Monday, February 23, 2009

most of the people who aren't supporting nationalization can't support nationalization

From Felix Salmon:

"
Nationalization: What Does Treasury Really Think?

Andrew Leonard makes a good point today: most of the people who aren't supporting nationalization can't support nationalization, because they have important roles in government, and if anybody in government talks about nationalization, they have to do so as part of a very detailed policy, naming the names of the banks to be nationalized, and making it clear that the rest of the banks won't be. Otherwise you risk a generalized and self-fulfilling stock-market rush to the exits, as far as banks are concerned.

Leonard also picks up on the phrase at the very end of the Treasury statement:

The consistent reiteration from the White House "that banks should remain in private hands" doesn't tell us what the Obama brain trust's true position on nationalization really is.

This is how the world has changed: it used to be that the Treasury secretary was forced to regularly and meaninglessly recite the phrase "a strong dollar is in the national interest". Today, the Treasury secretary is forced to regularly and meaninglessly recite the phrase "banks should remain in private hands". Even -- especially -- if he doesn't really believe it."

Me:

That's a fair point, except that Sen. Dodd has already laughed, which means that savvy investors know the game is up. That's how it is with politicians. From John Carney:

"Chris Dodd, who may have one of the worst records in the U.S. Senate when it comes to understanding the health of financial institutions, laughed when asked about whether the government should nationalize Bank of America."

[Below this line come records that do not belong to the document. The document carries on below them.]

//! CLI arguments and option enums

use crate::config::ScrapeConfig;
use clap::{Parser, ValueEnum};
use std::path::PathBuf;

/// Member directory scraper CLI
#[derive(Parser, Debug)]
#[command(name = "roster-scraper")]
#[command(author, version, about, long_about = None)]
pub struct Cli {
    /// Page-size/delay preset (prompted for when omitted)
    #[arg(short, long, value_enum)]
    pub preset: Option<Preset>,

    /// Export format (prompted for when omitted)
    #[arg(short, long, value_enum)]
    pub format: Option<ExportFormat>,

    /// Skip the confirmation prompt
    #[arg(short = 'y', long)]
    pub yes: bool,

    /// Override the listing endpoint URL
    #[arg(long)]
    pub base_url: Option<String>,

    /// Directory for exported files
    #[arg(short, long, default_value = ".")]
    pub output_dir: PathBuf,

    /// Fetch a single small page to verify connectivity, then exit
    #[arg(long)]
    pub probe: bool,

    /// Verbose output
    #[arg(short, long)]
    pub verbose: bool,
}

/// Page-size/delay presets
#[derive(Debug, Clone, Copy, PartialEq, Eq, ValueEnum)]
pub enum Preset {
    /// limit=20, 0.8s delay (balanced performance)
    Balanced,
    /// limit=100, 1.5s delay (fewer API calls)
    Fast,
    /// limit=12, 0.5s delay (the source's native page size)
    SmallBatches,
}

impl Preset {
    /// Build the scrape configuration for this preset
    pub fn config(self) -> ScrapeConfig {
        match self {
            Self::Balanced => ScrapeConfig::balanced(),
            Self::Fast => ScrapeConfig::fast(),
            Self::SmallBatches => ScrapeConfig::small_batches(),
        }
    }
}

/// Which export files to produce
#[derive(Debug, Clone, Copy, PartialEq, Eq, ValueEnum)]
pub enum ExportFormat {
    /// JSON document only
    Json,
    /// CSV table only
    Csv,
    /// Both JSON and CSV
    Both,
}

impl ExportFormat {
    /// Whether a JSON document should be written
    pub fn wants_json(self) -> bool {
        matches!(self, Self::Json | Self::Both)
    }

    /// Whether a CSV table should be written
    pub fn wants_csv(self) -> bool {
        matches!(self, Self::Csv | Self::Both)
    }
}
// Allow common clippy pedantic lints that aren't critical for this codebase
#![allow(clippy::cast_possible_truncation)]
#![allow(clippy::cast_lossless)]
#![allow(clippy::must_use_candidate)]
#![allow(clippy::missing_errors_doc)]
#![allow(clippy::module_name_repetitions)]

//! # Roster Scraper
//!
//! Resilient scraper for offset-paginated member directory APIs.
//!
//! The directory endpoint serves pages of JSON records via `offset`/`limit`
//! query parameters, exposes no total count, and fails often enough that a
//! naive loop loses data. This crate walks it with a single sequential
//! fetcher that classifies every response, retries transient failures with
//! backoff, stops on an empty-page streak or a cumulative failure limit, and
//! exports whatever it collected to JSON and CSV.
//!
//! ## Architecture
//!
//! ```text
//! ┌──────────┐    ┌─────────────┐    ┌──────────┐    ┌──────────┐
//! │   CLI    │───▶│ ScrapeEngine│───▶│PageFetcher│──▶│ endpoint │
//! │ prompts  │    │ counters,   │    │ retry +   │   └──────────┘
//! └──────────┘    │ stop rules  │    │ backoff   │
//!                 └──────┬──────┘    └──────────┘
//!                        │ aggregate
//!                        ▼
//!                 ┌─────────────┐
//!                 │   export    │ JSON / CSV / summary
//!                 └─────────────┘
//! ```

#![warn(clippy::all)]

/// Error types
pub mod error;

/// Run configuration and presets
pub mod config;

/// Fixed request-header set
pub mod headers;

/// Response shape normalization
pub mod decode;

/// Page fetching with retry and backoff
pub mod fetch;

/// Scrape run orchestration
pub mod engine;

/// JSON/CSV export and summary statistics
pub mod export;

/// Command-line interface
pub mod cli;

pub use config::ScrapeConfig;
pub use engine::{ScrapeEngine, ScrapeReport, StopReason};
pub use error::{Error, Result};
pub use fetch::{FetchPage, PageFetcher, PageOutcome, PageRequest, RetryPolicy};

/// Crate version
pub const VERSION: &str = env!("CARGO_PKG_VERSION");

"Why anyone in the world would feel reassured by listening to Dodd is beyond us. You'd be better off asking your cat if Bank of America would survive. To take just one notorious example, Dodd was talking up the financial health of Fannie Mae and Freddie Mac as late as last summer.

"This is not a time to be panicking about this. These are viable, strong institutions," Dodd said at a Capitol Hill press conference in July. Two months later the federal government had to take over both of those "strong institutions."

I realize he laughed at the B of A, but it's a sort of Talmudic point I'm making: Namely, if he laughed at the B of A, how much the more so he would laugh at Citi.

If Sen. Dodd or any other politician wants to calm fears, they should declare nationalization to be imminent.